Robert (Bob) Kennedy at the Catholic (Jesuit) University of Rio de Janeiro

http://nucleodememoria.vrac.puc-rio.br/pessoas/robert-bob-kennedy


I’ve posted the pictures of Robert (Bob) Kennedy in his appearance at the Catholic Jesuit University (PUC-Rio.Br) of Rio de Janeiro, Brazil. This was suggested to me by a friend and diplomat, Kevin, at the local US Consulate. He also directed me to a useful MOOC, americanenglish.state.gov, which I aspire to use as a platform to teach “Jesuit Entrepreneurship/ Veteran Entrepreneurship (Ignatius, Inacio was a Veteran)” through the global Jesuit schools, educatemagis.org.


Like RFK, I attended Harvard, where I aspired to follow in JFK’s footsteps, as an imperfect man, but as a proud American military member and Veteran.
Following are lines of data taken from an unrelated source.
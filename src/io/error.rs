//! Error types and path context management for collage operations

use std::fmt;
use std::path::{Path, PathBuf};

/// Main error type for all collage operations
#[derive(Debug)]
pub enum CollageError {
    /// No source images were supplied
    ///
    /// A collage needs at least one image; nothing is written when this
    /// is raised.
    EmptyInput,

    /// Failed to open or decode a source image
    ImageLoad {
        /// Path to the image file
        path: PathBuf,
        /// Underlying image decoding error
        source: image::ImageError,
    },

    /// Parameter validation failed
    InvalidParameter {
        /// Name of the invalid parameter
        parameter: &'static str,
        /// Provided value that failed validation
        value: String,
        /// Explanation of why the value is invalid
        reason: String,
    },

    /// Failed to encode or write the collage to disk
    ImageExport {
        /// Path where export was attempted
        path: PathBuf,
        /// Underlying image export error
        source: image::ImageError,
    },

    /// General file system operation failure
    FileSystem {
        /// Path involved in the operation
        path: PathBuf,
        /// Description of the operation that failed
        operation: &'static str,
        /// Underlying I/O error
        source: std::io::Error,
    },
}

impl fmt::Display for CollageError {
    fn fmt(&self, f: &mut fmt::Formatter<'_>) -> fmt::Result {
        match self {
            Self::EmptyInput => {
                write!(f, "No images supplied: a collage needs at least one source image")
            }
            Self::ImageLoad { path, source } => {
                write!(f, "Failed to load image '{}': {source}", path.display())
            }
            Self::InvalidParameter {
                parameter,
                value,
                reason,
            } => {
                write!(f, "Invalid parameter '{parameter}' = '{value}': {reason}")
            }
            Self::ImageExport { path, source } => {
                write!(
                    f,
                    "Failed to save collage to '{}': {source}",
                    path.display()
                )
            }
            Self::FileSystem {
                path,
                operation,
                source,
            } => {
                write!(
                    f,
                    "File system error during {operation} on '{}': {source}",
                    path.display()
                )
            }
        }
    }
}

impl std::error::Error for CollageError {
    fn source(&self) -> Option<&(dyn std::error::Error + 'static)> {
        match self {
            Self::ImageLoad { source, .. } | Self::ImageExport { source, .. } => Some(source),
            Self::FileSystem { source, .. } => Some(source),
            _ => None,
        }
    }
}

/// Convenience type alias for collage results
pub type Result<T> = std::result::Result<T, CollageError>;

/// Attaches file paths to errors raised without one
pub trait WithPath<T> {
    /// Record the offending path on a Result's error
    ///
    /// # Errors
    ///
    /// Propagates the original error with the path applied
    fn with_path(self, path: &Path) -> Result<T>;

    /// Record both the operation and the offending path
    ///
    /// # Errors
    ///
    /// Propagates the original error with operation and path applied
    fn with_operation(self, operation: &'static str, path: &Path) -> Result<T>;
}

impl<T, E> WithPath<T> for std::result::Result<T, E>
where
    E: Into<CollageError>,
{
    fn with_path(self, path: &Path) -> Result<T> {
        self.map_err(|e| {
            let mut error = e.into();
            match &mut error {
                CollageError::ImageLoad { path: p, .. }
                | CollageError::ImageExport { path: p, .. }
                | CollageError::FileSystem { path: p, .. } => {
                    *p = path.to_path_buf();
                }
                _ => {}
            }
            error
        })
    }

    fn with_operation(self, operation: &'static str, path: &Path) -> Result<T> {
        self.with_path(path).map_err(|mut error| {
            if let CollageError::FileSystem { operation: op, .. } = &mut error {
                *op = operation;
            }
            error
        })
    }
}

impl From<image::ImageError> for CollageError {
    fn from(err: image::ImageError) -> Self {
        Self::ImageLoad {
            path: PathBuf::from("<unknown>"),
            source: err,
        }
    }
}

impl From<std::io::Error> for CollageError {
    fn from(err: std::io::Error) -> Self {
        Self::FileSystem {
            path: PathBuf::from("<unknown>"),
            operation: "unknown",
            source: err,
        }
    }
}

/// Create an invalid parameter error
pub fn invalid_parameter(
    parameter: &'static str,
    value: &impl ToString,
    reason: &impl ToString,
) -> CollageError {
    CollageError::InvalidParameter {
        parameter,
        value: value.to_string(),
        reason: reason.to_string(),
    }
}
//! Checks against the real Pulse Live API
//!
//! These hit the network and depend on the remote shape, so they are
//! feature-gated:
//!
//! ```bash
//! cargo test --features live-tests --test live_api
//! ```

#![cfg(feature = "live-tests")]
// unwrap/expect are acceptable in tests for concise failure-on-error assertions
#![allow(clippy::unwrap_used, clippy::expect_used)]

use rugby_scrape::config::LayoutConfig;
use rugby_scrape::{Config, Entity, RankingsSource, RetryConfig, Scraper};
use std::time::Duration;

fn live_config(root: &std::path::Path) -> Config {
    let mut config = Config::default();
    config.layout = LayoutConfig::rooted_at(root);
    config.retry = RetryConfig {
        max_attempts: Some(3),
        delay: Duration::from_secs(2),
        ..RetryConfig::default()
    };
    config.client.timeout = Some(Duration::from_secs(30));
    config
}

#[tokio::test]
async fn live_country_probe_reports_a_total() {
    let dir = tempfile::tempdir().unwrap();
    let scraper = Scraper::new(live_config(dir.path())).unwrap();

    let metadata = scraper.probe(Entity::Countries).await.unwrap();

    assert!(metadata.total_records > 0);
    assert!(dir.path().join("json").join("country_meta.json").exists());
}

#[tokio::test]
async fn live_rankings_snapshot_has_ranked_teams() {
    let dir = tempfile::tempdir().unwrap();
    let scraper = Scraper::new(live_config(dir.path())).unwrap();
    let entity = Entity::Rankings(RankingsSource::V3);

    scraper.probe(entity).await.unwrap();
    let summary = scraper.collect(entity).await.unwrap();

    assert!(summary.stats.records > 0);
    let text = std::fs::read_to_string(&summary.output).unwrap();
    let first = text.lines().next().unwrap();
    assert!(!first.is_empty());
}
Now as we Americans elect our second Irish Catholic President, it is timely to recall the Kennedy’s who, flawed as they are, are our American Camelot, as the phrase once had it. To all Americans, especially fellow Catholic and Jesuit alumni, I would commend to us a trip to Gavea when in Rio, to visit the bust of John F. Kennedy who at 46 died far too soon, as did his brother, RFK, unfortunately, but not before being honored in Brazil, perhaps our most important ally, after Japan and Germany in this age of Great Power Competition.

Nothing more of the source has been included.